*EXERCISE PROMPT*
For the entries presented below, indicate the number of lines that include the word "removed", adding nothing else.

Records from a data source:
*** Begin section ***

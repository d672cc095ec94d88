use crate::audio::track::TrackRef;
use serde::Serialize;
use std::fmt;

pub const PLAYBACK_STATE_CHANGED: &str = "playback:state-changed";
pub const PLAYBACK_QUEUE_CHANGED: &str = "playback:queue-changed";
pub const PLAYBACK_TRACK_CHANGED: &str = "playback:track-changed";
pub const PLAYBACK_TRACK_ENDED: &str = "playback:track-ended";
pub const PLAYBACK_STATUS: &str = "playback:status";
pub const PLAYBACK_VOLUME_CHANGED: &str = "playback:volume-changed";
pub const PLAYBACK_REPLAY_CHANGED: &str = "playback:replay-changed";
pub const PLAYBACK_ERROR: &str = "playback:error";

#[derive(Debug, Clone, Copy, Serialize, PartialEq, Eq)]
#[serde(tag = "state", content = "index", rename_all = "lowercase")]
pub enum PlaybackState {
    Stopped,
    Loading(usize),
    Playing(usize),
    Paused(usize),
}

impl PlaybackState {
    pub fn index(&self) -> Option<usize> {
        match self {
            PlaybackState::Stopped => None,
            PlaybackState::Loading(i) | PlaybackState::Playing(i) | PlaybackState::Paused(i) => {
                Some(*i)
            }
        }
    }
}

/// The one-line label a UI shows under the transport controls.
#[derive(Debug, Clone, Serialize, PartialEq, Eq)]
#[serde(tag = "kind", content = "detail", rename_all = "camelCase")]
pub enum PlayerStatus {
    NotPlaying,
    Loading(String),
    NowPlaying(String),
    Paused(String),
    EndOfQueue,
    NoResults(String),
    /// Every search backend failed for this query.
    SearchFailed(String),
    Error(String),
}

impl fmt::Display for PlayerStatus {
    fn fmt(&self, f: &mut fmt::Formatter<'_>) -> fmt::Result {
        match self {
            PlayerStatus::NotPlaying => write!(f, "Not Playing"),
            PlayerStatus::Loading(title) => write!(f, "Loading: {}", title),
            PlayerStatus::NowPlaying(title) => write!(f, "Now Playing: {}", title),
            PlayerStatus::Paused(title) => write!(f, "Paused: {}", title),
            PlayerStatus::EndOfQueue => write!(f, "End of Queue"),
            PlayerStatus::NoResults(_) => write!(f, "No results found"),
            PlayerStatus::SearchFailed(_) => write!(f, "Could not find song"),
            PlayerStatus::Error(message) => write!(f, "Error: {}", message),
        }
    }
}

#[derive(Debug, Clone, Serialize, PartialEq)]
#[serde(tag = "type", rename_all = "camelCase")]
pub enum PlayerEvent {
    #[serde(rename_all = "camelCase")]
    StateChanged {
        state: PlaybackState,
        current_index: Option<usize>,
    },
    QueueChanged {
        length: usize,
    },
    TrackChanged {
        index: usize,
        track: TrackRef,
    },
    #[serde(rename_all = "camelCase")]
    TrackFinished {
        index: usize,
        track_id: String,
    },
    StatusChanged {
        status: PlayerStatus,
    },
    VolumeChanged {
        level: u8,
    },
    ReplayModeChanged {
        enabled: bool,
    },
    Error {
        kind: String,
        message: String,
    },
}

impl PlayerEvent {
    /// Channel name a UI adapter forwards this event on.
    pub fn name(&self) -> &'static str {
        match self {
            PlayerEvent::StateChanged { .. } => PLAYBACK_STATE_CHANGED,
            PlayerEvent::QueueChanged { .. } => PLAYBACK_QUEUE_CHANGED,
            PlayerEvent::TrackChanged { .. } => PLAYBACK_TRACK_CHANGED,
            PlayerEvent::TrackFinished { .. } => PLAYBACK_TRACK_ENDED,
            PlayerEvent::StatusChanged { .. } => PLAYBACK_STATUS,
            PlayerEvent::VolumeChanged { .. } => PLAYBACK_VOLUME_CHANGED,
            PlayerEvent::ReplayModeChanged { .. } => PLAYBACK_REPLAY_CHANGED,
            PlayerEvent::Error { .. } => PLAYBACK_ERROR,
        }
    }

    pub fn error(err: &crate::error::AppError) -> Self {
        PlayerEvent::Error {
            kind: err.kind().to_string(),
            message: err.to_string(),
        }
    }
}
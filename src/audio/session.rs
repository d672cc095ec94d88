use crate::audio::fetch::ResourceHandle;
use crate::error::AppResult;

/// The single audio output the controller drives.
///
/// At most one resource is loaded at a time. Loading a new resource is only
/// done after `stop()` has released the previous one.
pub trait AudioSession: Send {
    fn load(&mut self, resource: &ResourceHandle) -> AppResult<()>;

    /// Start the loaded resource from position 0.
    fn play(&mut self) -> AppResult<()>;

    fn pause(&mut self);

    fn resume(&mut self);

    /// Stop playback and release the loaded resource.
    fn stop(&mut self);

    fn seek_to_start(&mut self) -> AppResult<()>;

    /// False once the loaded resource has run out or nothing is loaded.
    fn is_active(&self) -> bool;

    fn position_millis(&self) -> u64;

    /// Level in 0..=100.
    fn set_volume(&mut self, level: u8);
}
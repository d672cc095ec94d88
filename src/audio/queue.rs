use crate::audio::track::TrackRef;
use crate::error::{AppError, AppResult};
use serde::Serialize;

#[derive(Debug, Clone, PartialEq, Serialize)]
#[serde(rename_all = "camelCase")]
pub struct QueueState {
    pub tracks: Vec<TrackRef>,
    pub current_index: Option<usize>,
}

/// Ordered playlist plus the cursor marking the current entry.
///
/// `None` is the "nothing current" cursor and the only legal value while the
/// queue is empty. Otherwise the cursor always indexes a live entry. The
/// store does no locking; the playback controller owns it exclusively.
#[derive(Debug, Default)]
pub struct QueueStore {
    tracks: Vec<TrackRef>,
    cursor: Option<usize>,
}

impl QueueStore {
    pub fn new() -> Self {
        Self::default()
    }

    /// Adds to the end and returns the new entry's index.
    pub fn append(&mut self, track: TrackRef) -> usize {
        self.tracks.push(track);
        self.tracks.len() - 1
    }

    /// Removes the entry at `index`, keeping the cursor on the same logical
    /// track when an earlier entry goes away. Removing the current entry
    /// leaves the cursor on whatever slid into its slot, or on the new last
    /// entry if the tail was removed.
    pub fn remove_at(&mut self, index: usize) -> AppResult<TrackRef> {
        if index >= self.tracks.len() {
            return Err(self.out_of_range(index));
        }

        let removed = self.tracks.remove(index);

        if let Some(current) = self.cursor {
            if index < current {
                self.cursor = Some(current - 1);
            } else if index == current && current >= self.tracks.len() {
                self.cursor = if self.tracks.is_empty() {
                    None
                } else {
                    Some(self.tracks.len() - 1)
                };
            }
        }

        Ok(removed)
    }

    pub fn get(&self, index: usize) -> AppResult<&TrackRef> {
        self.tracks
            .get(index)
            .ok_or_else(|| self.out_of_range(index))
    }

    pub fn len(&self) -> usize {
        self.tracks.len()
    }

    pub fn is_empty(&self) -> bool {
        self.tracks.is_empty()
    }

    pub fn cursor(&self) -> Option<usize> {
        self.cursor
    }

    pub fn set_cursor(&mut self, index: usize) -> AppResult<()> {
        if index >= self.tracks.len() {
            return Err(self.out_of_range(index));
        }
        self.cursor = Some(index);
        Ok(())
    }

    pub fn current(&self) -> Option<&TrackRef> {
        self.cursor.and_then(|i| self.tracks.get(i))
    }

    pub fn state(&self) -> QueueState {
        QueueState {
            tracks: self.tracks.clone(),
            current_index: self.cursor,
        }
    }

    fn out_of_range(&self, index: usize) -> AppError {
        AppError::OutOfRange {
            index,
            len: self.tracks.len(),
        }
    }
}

*** End section ***

*TASK SOLUTION*
3